Baku | Wednesday
DRUG trafficking from Afghanistan has increased since the start of the US-led military strikes there, Russian Interior Minister Boris Gryzlov said on Tuesday during a meeting with his Azeri counterpart.
”Since the beginning of military operations in Afghanistan, drug traffickers have been trying to increase the volume of narcotics smuggled in (from that country) through the borders and territories of countries of the Commonwealth of Independent States (CIS),” Gryzlov said.
The CIS is a loose organisation uniting all the former Soviet republics except the three Baltic states.

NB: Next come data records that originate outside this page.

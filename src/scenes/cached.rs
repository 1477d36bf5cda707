use std::cell::{Cell, RefCell};
use std::collections::HashMap;
use std::path::{Path, PathBuf};
use std::rc::Rc;

use anyhow::{bail, Result};
use futures::future::LocalBoxFuture;
use futures::FutureExt;
use log::{debug, info};

use super::gltf::use_full_env_map_intensity;
use super::SceneProvider;
use crate::loaders::{load_gltf_async, GltfSource};
use crate::scene::{deep_clone, NodeRef, SceneObject};

/// Resolves a content id to a freshly loaded node tree
pub trait ContentSource {
    fn load<'a>(&'a self, id: &'a str) -> LocalBoxFuture<'a, Result<NodeRef>>;
}

/// Looks up `<root>/<id>.glb`, then `<root>/<id>.gltf`
#[derive(Debug, Clone)]
pub struct DirectoryContentSource {
    root: PathBuf,
}

impl DirectoryContentSource {
    pub fn new(root: impl AsRef<Path>) -> Self {
        Self {
            root: root.as_ref().to_path_buf(),
        }
    }

    pub fn resolve(&self, id: &str) -> Result<PathBuf> {
        if id.is_empty() || id.contains(['/', '\\']) || id.contains("..") {
            bail!("Invalid content id {id:?}");
        }
        for extension in ["glb", "gltf"] {
            let path = self.root.join(format!("{id}.{extension}"));
            if path.is_file() {
                return Ok(path);
            }
        }
        bail!("No content named {id:?} in {}", self.root.display())
    }
}

impl ContentSource for DirectoryContentSource {
    fn load<'a>(&'a self, id: &'a str) -> LocalBoxFuture<'a, Result<NodeRef>> {
        async move {
            let path = self.resolve(id)?;
            load_gltf_async(GltfSource::Path(path)).await
        }
        .boxed_local()
    }
}

/// Prototype node trees by content id, shared between providers.
///
/// Every batch receives a deep clone, so animating or fitting one batch never
/// disturbs the cached prototype.
#[derive(Debug, Default)]
pub struct SceneCache {
    prototypes: RefCell<HashMap<String, NodeRef>>,
    loads: Cell<usize>,
}

impl SceneCache {
    pub fn new() -> Self {
        Self::default()
    }

    pub async fn get_or_load(&self, id: &str, source: &dyn ContentSource) -> Result<NodeRef> {
        if let Some(prototype) = self.prototypes.borrow().get(id) {
            debug!("Scene cache hit for {id:?}");
            return Ok(deep_clone(prototype));
        }

        let prototype = source.load(id).await?;
        self.loads.set(self.loads.get() + 1);
        info!("Cached content {id:?}");

        let copy = deep_clone(&prototype);
        self.prototypes.borrow_mut().insert(id.to_string(), prototype);
        Ok(copy)
    }

    pub fn contains(&self, id: &str) -> bool {
        self.prototypes.borrow().contains_key(id)
    }

    /// Number of loads that went to a content source
    pub fn load_count(&self) -> usize {
        self.loads.get()
    }

    pub fn clear(&self) {
        self.prototypes.borrow_mut().clear();
    }
}

/// Scene provider for content addressed by id
pub struct CachedSceneProvider {
    id: String,
    source: Rc<dyn ContentSource>,
    cache: Rc<SceneCache>,
}

impl CachedSceneProvider {
    pub fn new(id: impl Into<String>, source: Rc<dyn ContentSource>, cache: Rc<SceneCache>) -> Self {
        Self {
            id: id.into(),
            source,
            cache,
        }
    }

    pub fn id(&self) -> &str {
        &self.id
    }
}

impl SceneProvider for CachedSceneProvider {
    fn create(&self) -> LocalBoxFuture<'_, Result<SceneObject>> {
        async move {
            let root = self.cache.get_or_load(&self.id, self.source.as_ref()).await?;
            use_full_env_map_intensity(&root);
            Ok(SceneObject::new(vec![root]))
        }
        .boxed_local()
    }
}
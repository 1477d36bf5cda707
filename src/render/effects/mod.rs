//! Optional frame pipelines layered over the direct draw.

mod post_process;
mod progressive;

use futures::future::LocalBoxFuture;
use thiserror::Error;

use super::context::GraphicsContext;
use crate::camera::PerspectiveCamera;
use crate::scene::Scene;

pub use post_process::{PostProcessEffects, PostProcessSettings};
pub use progressive::{ProgressiveEffects, ProgressiveSettings};

#[derive(Debug, Error)]
pub enum EffectsError {
    #[error("{effect} needs {capability} support, which this graphics context lacks")]
    Unsupported {
        effect: &'static str,
        capability: &'static str,
    },
    #[error("{0} rendered before initialization")]
    NotInitialized(&'static str),
    #[error("{0} used after dispose")]
    Disposed(&'static str),
    #[error(transparent)]
    Backend(#[from] anyhow::Error),
}

/// A frame pipeline owned by the renderer.
///
/// The renderer calls the `update_*` hooks only while the pipeline is enabled
/// and only for state that changed since the last call; implementations may
/// initialize lazily in [`RenderEffects::update_scene`].
pub trait RenderEffects {
    fn is_valid(&self) -> bool;
    fn status_message(&self) -> String;

    fn initialize(
        &mut self,
        context: &mut dyn GraphicsContext,
        scene: &Scene,
        camera: &PerspectiveCamera,
    ) -> Result<(), EffectsError>;

    fn update_scene(
        &mut self,
        context: &mut dyn GraphicsContext,
        scene: &Scene,
        camera: &PerspectiveCamera,
    ) -> Result<(), EffectsError>;

    fn update_camera(
        &mut self,
        context: &mut dyn GraphicsContext,
        scene: &Scene,
        camera: &PerspectiveCamera,
    ) -> Result<(), EffectsError>;

    fn update_environment(
        &mut self,
        context: &mut dyn GraphicsContext,
        scene: &Scene,
        camera: &PerspectiveCamera,
    ) -> Result<(), EffectsError>;

    fn render<'a>(
        &'a mut self,
        context: &'a mut dyn GraphicsContext,
        scene: &'a Scene,
        camera: &'a PerspectiveCamera,
    ) -> LocalBoxFuture<'a, Result<(), EffectsError>>;

    fn dispose(&mut self);

    /// Draws the pipeline's settings; returns true when a change needs a scene refresh
    fn add_ui(&mut self, ui: &mut egui::Ui) -> bool;
}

Three CIS countries, Tajikistan, Uzbekistan and Turkmenistan, have borders with Afghanistan.
Gryzlov said it was necessary to fight the drug threat more efficiently.
”At present, only five to ten percent of all drug (from the region) is seized at the borders,” he said.
Gryzlov and Azeri Interior Minister Ramil Usubov signed a cooperation agreement on the fight against terrorism and drug trafficking.
Since the beginning of the year, Russian border guards policing the border between Tajikistan and Afghanistan — under a 1992 agreement between Moscow and Dushanbe — have seized nearly two tons of heroin.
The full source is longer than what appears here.